Questa premessa è necessaria in quanto presentiamo uno studio che ha valutato gli effetti positivi, in pazienti depressi, di un particolare tipo di stimolo emozionale su un parametro psichico considerato alla stregua di un sintomo di depressione. Lo studio è ben condotto, come potrà verificare il lettore dalla sintesi che qui presentiamo, e il metodo produce effetti apprezzabili; tuttavia, riteniamo che questa tecnica, qualora ne sia confermata l’efficacia ed entri nell’uso, si dovrà considerare, come le tecniche di rilassamento o quelle di decondizionamento, parte di uno strumentario a disposizione dello psichiatra e non debba essere confusa con una “terapia della depressione”, ossia con un piano di intervento articolato e personalizzato sulla specifica persona depressa e finalizzato alla risoluzione dello stato fisiopatologico del cervello, con la conseguente guarigione clinica.

La depressione, quale insieme di tutti i disturbi depressivi, costituisce un problema di salute globale che si stima interessi più di 300 milioni di persone nei cinque continenti; i limiti della terapia farmacologica, che risulta inefficace in una percentuale bassa ma significativa di casi, di vari approcci psicoterapeutici e di molti psicoterapeuti, in quanto non formati adeguatamente a portare avanti strategie efficaci, inducono gli psichiatri a guardare con favore allo sviluppo di nuove tecniche che possano indurre, per evocazione funzionale, effetti benefici nei pazienti.
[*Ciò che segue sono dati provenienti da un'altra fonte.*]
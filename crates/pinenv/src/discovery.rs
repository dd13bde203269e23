// Copyright (c) Contributors to the pinenv project.
// SPDX-License-Identifier: Apache-2.0

//! Discovery of the pinenv.yaml that applies to a path.

use std::path::{Path, PathBuf};

#[cfg(test)]
#[path = "./discovery_test.rs"]
mod discovery_test;

use crate::{Descriptor, DESCRIPTOR_FILENAME};

/// Find and load the descriptor for `start_path`.
///
/// A file is loaded as-is. For a directory, the nearest `pinenv.yaml` in it
/// or any of its parents wins.
pub fn discover_descriptor<P: AsRef<Path>>(start_path: P) -> crate::Result<Descriptor> {
    let path = find_descriptor(start_path.as_ref())?;
    tracing::debug!(path = %path.display(), "loading descriptor");
    Descriptor::load(&path)
}

/// Locate the descriptor file for `start_path` without loading it.
pub fn find_descriptor(start_path: &Path) -> crate::Result<PathBuf> {
    let start = resolve_start_path(start_path);

    if start.is_file() {
        return Ok(start);
    }
    if !start.is_dir() {
        return Err(crate::Error::NotFoundAtPath(start));
    }

    let mut current = start.clone();
    loop {
        let candidate = current.join(DESCRIPTOR_FILENAME);
        if candidate.is_file() {
            return Ok(candidate);
        }
        if !current.pop() {
            break;
        }
    }

    Err(crate::Error::NotFoundInTree(start))
}

/// Resolve starting path, preferring $PWD to preserve symlinks.
fn resolve_start_path(start_path: &Path) -> PathBuf {
    if start_path.is_absolute() {
        start_path.to_owned()
    } else {
        match std::env::var("PWD").ok() {
            Some(pwd) => PathBuf::from(pwd).join(start_path),
            None => std::env::current_dir()
                .unwrap_or_default()
                .join(start_path),
        }
    }
}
Evidenze emergenti da varie osservazioni indicano che esperienze emotive acute caratterizzate da soggezione, trascendenza e valori di senso, si possono considerare promettenti circa la capacità di indurre un rapido shift di patterns cognitivi maladattativi tipici della depressione. Felix Schoeller e colleghi hanno considerato i cosiddetti brividi estetici, ossia un’emozione positiva acuta (a “picco”) caratterizzata da sensazioni fisiche quali scosse e pelle d’oca, e ne hanno verificato l’efficacia in pazienti affetti da disturbo depressivo maggiore. Si ritiene che il processo che provoca questa reazione possa influenzare il sistema a ricompensa cerebrale, modificando l’assetto funzionale, verosimilmente radicato in risposte precoci ad esperienze avverse.

(Felix Schoeller et al., Aesthetic chills mitigate maladaptive cognition in depression. BMC Psychiatry - Epub ahead of print doi: 10.1186/s12888-023-05476-3, 2024).
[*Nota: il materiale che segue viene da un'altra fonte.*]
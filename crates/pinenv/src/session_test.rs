// Copyright (c) Contributors to the pinenv project.
// SPDX-License-Identifier: Apache-2.0

use std::collections::HashSet;
use std::path::Path;
use std::sync::Arc;

use rstest::rstest;
use tempfile::TempDir;

use super::*;
use crate::environment::AppendEnv;
use crate::fixtures::{rust_entries, snapshot, write_index, MemoryFetcher, RUST_DESCRIPTOR};
use crate::store::{FilesystemStore, StoreValidator};
use crate::{resolve, Descriptor, FileIndex};

/// Resolve the Rust toolchain against an index written under `tmp`, so
/// every directory and entry point exists on disk.
async fn resolve_on_disk(tmp: &TempDir, environment: &str) -> ResolvedEnvironment {
    write_index(&tmp.path().join("index"), "nixos-23.05", &rust_entries());
    let descriptor = Descriptor::from_yaml(RUST_DESCRIPTOR).unwrap();
    let index = FileIndex::new().with_base_dir(tmp.path());
    resolve(&descriptor, environment, &index)
        .await
        .expect("Should resolve")
}

/// Resolve against an in-memory catalog whose paths do not exist.
async fn resolve_in_memory() -> ResolvedEnvironment {
    let fetcher = MemoryFetcher::new().with(snapshot(
        "./index/nixos-23.05",
        Path::new("/nonexistent/idx"),
        rust_entries(),
    ));
    let descriptor = Descriptor::from_yaml(RUST_DESCRIPTOR).unwrap();
    resolve(&descriptor, "x86_64-linux", &fetcher).await.unwrap()
}

fn context_with_path(path: &str) -> SessionContext {
    let mut context = SessionContext::new();
    context.set(PATH_VAR, path);
    context.set("HOME", "/home/dev");
    context
}

#[tokio::test]
async fn test_materialize_prepends_search_path() {
    let tmp = TempDir::new().unwrap();
    let env = resolve_on_disk(&tmp, "x86_64-linux").await;
    let mut context = context_with_path("/usr/bin:/bin");

    PathMaterializer::new()
        .materialize(&env, &[], &mut context)
        .expect("Should materialize");

    let path = context.search_path();
    assert_eq!(&path[..env.search_path.len()], env.search_path.as_slice());
    assert_eq!(
        &path[env.search_path.len()..],
        &[PathBuf::from("/usr/bin"), PathBuf::from("/bin")]
    );
    assert_eq!(context.get(ENVIRONMENT_VAR), Some("x86_64-linux"));
    assert_eq!(context.get(ACTIVE_VAR), Some("1"));
    assert_eq!(context.get("HOME"), Some("/home/dev"));
}

#[tokio::test]
async fn test_every_tool_is_reachable_through_path() {
    let tmp = TempDir::new().unwrap();
    let env = resolve_on_disk(&tmp, "x86_64-linux").await;
    let mut context = SessionContext::new();
    PathMaterializer::new().materialize(&env, &[], &mut context).unwrap();

    let path = context.search_path();
    for program in ["cargo", "rustfmt", "rustc", "cargo-add"] {
        assert!(
            path.iter().any(|dir| dir.join(program).is_file()),
            "{program} should be on PATH"
        );
    }
}

#[tokio::test]
async fn test_rematerializing_does_not_duplicate_entries() {
    let tmp = TempDir::new().unwrap();
    let env = resolve_on_disk(&tmp, "aarch64-darwin").await;
    let mut context = context_with_path("/usr/bin");
    let materializer = PathMaterializer::new();

    materializer.materialize(&env, &[], &mut context).unwrap();
    let once = context.clone();
    materializer.materialize(&env, &[], &mut context).unwrap();
    assert_eq!(once, context);
}

#[tokio::test]
async fn test_ops_apply_after_path() {
    let tmp = TempDir::new().unwrap();
    let env = resolve_on_disk(&tmp, "aarch64-darwin").await;
    let mut context = context_with_path("/usr/bin");

    let ops = vec![
        EnvOp::Set(SetEnv {
            set: "RUST_BACKTRACE".to_string(),
            value: "1".to_string(),
        }),
        EnvOp::Prepend(PrependEnv {
            prepend: PATH_VAR.to_string(),
            value: "/opt/extra/bin".to_string(),
            separator: None,
        }),
        EnvOp::Append(AppendEnv {
            append: "MANPATH".to_string(),
            value: "/opt/extra/man".to_string(),
            separator: None,
        }),
    ];
    PathMaterializer::new().materialize(&env, &ops, &mut context).unwrap();

    assert_eq!(context.get("RUST_BACKTRACE"), Some("1"));
    assert_eq!(context.get("MANPATH"), Some("/opt/extra/man"));
    assert_eq!(context.search_path()[0], PathBuf::from("/opt/extra/bin"));
    assert_eq!(context.search_path()[1], env.search_path[0]);
}

#[tokio::test]
async fn test_missing_directory_leaves_context_untouched() {
    let env = resolve_in_memory().await;
    let mut context = context_with_path("/usr/bin");
    let before = context.clone();

    let err = PathMaterializer::new()
        .materialize(&env, &[], &mut context)
        .expect_err("directories do not exist");
    assert!(matches!(err, Error::MaterializationFailed { .. }));
    assert!(!err.is_transient());
    assert_eq!(context, before);
}

#[tokio::test]
async fn test_missing_entry_point_leaves_context_untouched() {
    let tmp = TempDir::new().unwrap();
    let env = resolve_on_disk(&tmp, "x86_64-linux").await;
    std::fs::remove_file(&env.tools["cargo-edit"].entry_point).unwrap();

    let mut context = context_with_path("/usr/bin");
    let before = context.clone();
    let result = PathMaterializer::new().materialize(&env, &[], &mut context);

    match result {
        Err(Error::MaterializationFailed { reason }) => assert!(reason.contains("cargo-edit")),
        other => panic!("expected MaterializationFailed, got {other:?}"),
    }
    assert_eq!(context, before);
}

/// A store that knows every path except the listed ones, or fails outright.
#[derive(Debug, Default)]
struct FakeStore {
    invalid: HashSet<PathBuf>,
    broken: bool,
}

impl StoreValidator for FakeStore {
    fn is_valid_path(&self, path: &Path) -> crate::Result<bool> {
        if self.broken {
            return Err(Error::StoreDaemon {
                message: "store is locked".to_string(),
            });
        }
        Ok(!self.invalid.contains(path))
    }
}

#[tokio::test]
async fn test_invalid_store_path_leaves_context_untouched() {
    let tmp = TempDir::new().unwrap();
    let env = resolve_on_disk(&tmp, "x86_64-linux").await;
    let openssl = env
        .artifacts
        .iter()
        .find(|a| a.name == "openssl")
        .unwrap()
        .path
        .clone();
    let store = FakeStore {
        invalid: HashSet::from([openssl]),
        broken: false,
    };

    let mut context = context_with_path("/usr/bin");
    let before = context.clone();
    let result = PathMaterializer::new()
        .with_store(Arc::new(store))
        .materialize(&env, &[], &mut context);

    match result {
        Err(Error::MaterializationFailed { reason }) => assert!(reason.contains("openssl-3.0.8")),
        other => panic!("expected MaterializationFailed, got {other:?}"),
    }
    assert_eq!(context, before);
}

#[tokio::test]
async fn test_store_errors_fail_materialization() {
    let tmp = TempDir::new().unwrap();
    let env = resolve_on_disk(&tmp, "aarch64-darwin").await;
    let store = FakeStore {
        broken: true,
        ..Default::default()
    };

    let mut context = SessionContext::new();
    let err = PathMaterializer::new()
        .with_store(Arc::new(store))
        .materialize(&env, &[], &mut context)
        .unwrap_err();
    assert!(matches!(err, Error::MaterializationFailed { .. }));
    assert_eq!(context, SessionContext::new());
}

#[tokio::test]
async fn test_filesystem_store_accepts_written_index() {
    let tmp = TempDir::new().unwrap();
    let env = resolve_on_disk(&tmp, "x86_64-linux").await;

    let mut context = SessionContext::new();
    PathMaterializer::new()
        .with_store(Arc::new(FilesystemStore))
        .materialize(&env, &[], &mut context)
        .expect("every artifact exists on disk");
    assert_eq!(context.get(ACTIVE_VAR), Some("1"));
}

#[tokio::test]
async fn test_check_matches_materialize() {
    let tmp = TempDir::new().unwrap();
    let env = resolve_on_disk(&tmp, "x86_64-linux").await;
    PathMaterializer::new().check(&env).expect("index is complete");

    std::fs::remove_dir_all(&env.search_path[1]).unwrap();
    let err = PathMaterializer::new().check(&env).unwrap_err();
    assert!(matches!(err, Error::MaterializationFailed { .. }));

    let missing = resolve_in_memory().await;
    assert!(PathMaterializer::without_verification().check(&missing).is_ok());
}

#[tokio::test]
async fn test_without_verification() {
    let env = resolve_in_memory().await;
    let mut context = SessionContext::new();

    PathMaterializer::without_verification()
        .materialize(&env, &[], &mut context)
        .expect("paths are not checked");
    assert_eq!(
        context.search_path()[0],
        PathBuf::from("/nonexistent/idx/store/cargo-1.69.0/bin")
    );
}

#[tokio::test]
async fn test_session_ops_reproduce_materialization() {
    let env = resolve_in_memory().await;
    let extra = EnvOp::Set(SetEnv {
        set: "EDITOR".to_string(),
        value: "vi".to_string(),
    });

    let ops = session_ops(&env, std::slice::from_ref(&extra));
    assert_eq!(ops.len(), 4);
    assert_eq!(ops[0].variable(), Some(PATH_VAR));
    assert_eq!(ops[3], extra);

    let mut scripted = context_with_path("/usr/bin");
    for op in &ops {
        scripted.apply(op);
    }
    let mut materialized = context_with_path("/usr/bin");
    PathMaterializer::without_verification()
        .materialize(&env, std::slice::from_ref(&extra), &mut materialized)
        .unwrap();
    assert_eq!(scripted, materialized);
}

#[rstest]
fn test_context_apply_ignores_comments() {
    let mut context = SessionContext::new();
    context.apply(&EnvOp::Comment(crate::environment::CommentEnv {
        comment: "nothing to see".to_string(),
    }));
    assert_eq!(context.vars().count(), 0);
}

#[rstest]
fn test_context_remove() {
    let mut context = context_with_path("/bin");
    assert_eq!(context.remove("HOME").as_deref(), Some("/home/dev"));
    assert_eq!(context.get("HOME"), None);
    assert_eq!(context.vars().map(|(k, _)| k).collect::<Vec<_>>(), vec![PATH_VAR]);
}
La provenienza degli autori è la seguente: Institute for Advanced Consciousness Studies, Santa Monica, CA (USA); Massachusetts Institute of Technology (MIT) Cambridge, MA (USA); Institute of Psychiatry and Neuroscience of Paris (IPNP), University Paris Cité, Inserm UMR-S 1266, Paris (France).
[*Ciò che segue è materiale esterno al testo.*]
// Copyright (c) Contributors to the pinenv project.
// SPDX-License-Identifier: Apache-2.0

//! Resolution of an environment request into exposed artifacts.

use std::collections::{BTreeMap, BTreeSet};
use std::path::PathBuf;

use indexmap::{IndexMap, IndexSet};
use serde::Serialize;

use crate::catalog::{Artifact, Catalog, CatalogFetcher};
use crate::descriptor::{Descriptor, EnvironmentRequest};
use crate::Error;

#[cfg(test)]
#[path = "./resolve_test.rs"]
mod resolve_test;

/// Maximum number of name suggestions attached to an unknown tool.
const MAX_SUGGESTIONS: usize = 5;

/// Catalogs fetched for a resolution, keyed by source name.
pub type CatalogSet = IndexMap<String, Box<dyn Catalog>>;

/// One requested tool and the artifact that provides it.
#[derive(Debug, Clone, PartialEq, Eq, Serialize)]
pub struct ResolvedTool {
    /// Source the tool was looked up in.
    pub source: String,
    pub artifact: Artifact,
    /// Executable the tool maps to.
    pub entry_point: PathBuf,
}

/// The complete set of artifacts exposed for one environment.
#[derive(Debug, Clone, PartialEq, Eq, Serialize)]
pub struct ResolvedEnvironment {
    pub name: String,

    /// Requested tools, keyed by identifier as written, in request order.
    pub tools: IndexMap<String, ResolvedTool>,

    /// Tools and their transitive runtime dependencies, unique by artifact
    /// identity and ordered by it, independent of request order.
    pub artifacts: Vec<Artifact>,

    /// Directories to expose on the execution search path, in artifact
    /// order.
    pub search_path: Vec<PathBuf>,
}

impl ResolvedEnvironment {
    /// Identities of every exposed artifact.
    pub fn artifact_ids(&self) -> BTreeSet<&str> {
        self.artifacts.iter().map(|a| a.id.as_str()).collect()
    }

    pub fn is_empty(&self) -> bool {
        self.artifacts.is_empty()
    }
}

/// Resolve a named environment of `descriptor`, fetching each source it
/// uses exactly once.
pub async fn resolve(
    descriptor: &Descriptor,
    environment: &str,
    fetcher: &dyn CatalogFetcher,
) -> crate::Result<ResolvedEnvironment> {
    let request = descriptor.environment(environment)?;
    let catalogs = fetch_catalogs(descriptor, request.source_names(), fetcher).await?;
    resolve_request(request, &catalogs)
}

/// Fetch the catalogs of the named sources of `descriptor`.
pub async fn fetch_catalogs<'a, I>(
    descriptor: &Descriptor,
    names: I,
    fetcher: &dyn CatalogFetcher,
) -> crate::Result<CatalogSet>
where
    I: IntoIterator<Item = &'a str>,
{
    let mut catalogs = CatalogSet::new();
    for name in names {
        if catalogs.contains_key(name) {
            continue;
        }
        let reference = descriptor
            .sources
            .get(name)
            .ok_or_else(|| Error::malformed("sources", format!("undeclared source '{name}'")))?;
        tracing::debug!(source = name, %reference, "dereferencing source");
        let catalog = fetcher.fetch_catalog(reference).await?;
        catalogs.insert(name.to_string(), catalog);
    }
    Ok(catalogs)
}

/// Resolve `request` against already fetched catalogs.
///
/// Pure: the same request and catalogs always produce the same environment.
pub fn resolve_request(
    request: &EnvironmentRequest,
    catalogs: &CatalogSet,
) -> crate::Result<ResolvedEnvironment> {
    let mut tools = IndexMap::with_capacity(request.tools.len());
    let mut exposed: BTreeMap<String, Artifact> = BTreeMap::new();

    for tool in &request.tools {
        let catalog = catalogs.get(&tool.source).ok_or_else(|| {
            Error::malformed(
                format!("environments.{}", request.name),
                format!("no catalog for source '{}'", tool.source),
            )
        })?;

        let artifact = catalog
            .lookup(&tool.name)
            .ok_or_else(|| Error::UnknownTool {
                name: tool.name.clone(),
                source_name: tool.source.clone(),
                similar: similar_names(&**catalog, &tool.name),
            })?;

        for dep in catalog.transitive_runtime_deps(&artifact)? {
            exposed.entry(dep.id.clone()).or_insert(dep);
        }

        exposed
            .entry(artifact.id.clone())
            .or_insert_with(|| artifact.clone());
        tools.insert(
            tool.to_string(),
            ResolvedTool {
                source: tool.source.clone(),
                entry_point: artifact.entry_point(),
                artifact,
            },
        );
    }

    let artifacts: Vec<Artifact> = exposed.into_values().collect();
    let search_path: IndexSet<PathBuf> = artifacts.iter().map(Artifact::bin_dir).collect();

    tracing::info!(
        environment = %request.name,
        tools = tools.len(),
        artifacts = artifacts.len(),
        "resolved environment"
    );

    Ok(ResolvedEnvironment {
        name: request.name.clone(),
        tools,
        artifacts,
        search_path: search_path.into_iter().collect(),
    })
}

/// Catalog names that look like `name`, for diagnostics.
fn similar_names(catalog: &dyn Catalog, name: &str) -> Vec<String> {
    let wanted = name.to_lowercase();
    catalog
        .names()
        .into_iter()
        .filter(|candidate| {
            let candidate = candidate.to_lowercase();
            candidate.contains(&wanted)
                || (candidate.len() >= 3 && wanted.contains(&candidate))
                || common_prefix_len(&candidate, &wanted) >= 3
        })
        .take(MAX_SUGGESTIONS)
        .map(String::from)
        .collect()
}

fn common_prefix_len(a: &str, b: &str) -> usize {
    a.chars().zip(b.chars()).take_while(|(x, y)| x == y).count()
}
Nella pratica psichiatrica si sono andate affermando, poco per volta, due diverse tendenze non corrispondenti a indirizzi di scuola o a concezioni teorizzate sull’interpretazione clinica delle conoscenze sui disturbi psichici, ma di fatto riconoscibili in tutto il mondo: la prima riduce ogni disturbo alle sue manifestazioni sintomatologiche, considerate in funzione della formulazione di una diagnosi secondo il DSM-5, cui far corrispondere lo schema terapeutico; la seconda prevede lo studio del paziente, indagando ogni aspetto dei suoi processi psichici, distinguendo l’attualità delle manifestazioni cliniche dallo stile psicopatologico di fondo e riconoscendo le risorse integre cui ancorare l’apprendimento terapeutico, in un processo diagnostico sviluppato nel tempo e costantemente aggiornato.

Gli psichiatri che operano nel primo modo è come se, di fatto, seguissero un orientamento neo-comportamentista che ignora ciò che accade nel cervello del paziente di diverso dal fisiologico e non considera le conseguenze in evoluzione, che queste alterazioni comportano sullo stile psicoadattativo della persona affetta. Per questi psichiatri è più facile considerare un rimedio che riduca temporaneamente alcuni sintomi del disturbo come una vera terapia.

La questione è del tutto diversa per gli psichiatri che seguono la seconda impostazione, in quanto non appiattiscono i processi mentali alterati sui sintomi più evidenti; e dunque, uno strumento, un sussidio, una strategia, uno stimolo che sortisca l’effetto di ridurre un sintomo, possono tutt’al più includerlo fra i mezzi suggeriti in un cambiamento di stile di vita o nelle pratiche di supporto o integrative dei veri mezzi terapeutici, volti ad ottenere che i processi neuropsichici del paziente si avvicinino sempre più al profilo fisiologico nel suo regime di compenso ordinario.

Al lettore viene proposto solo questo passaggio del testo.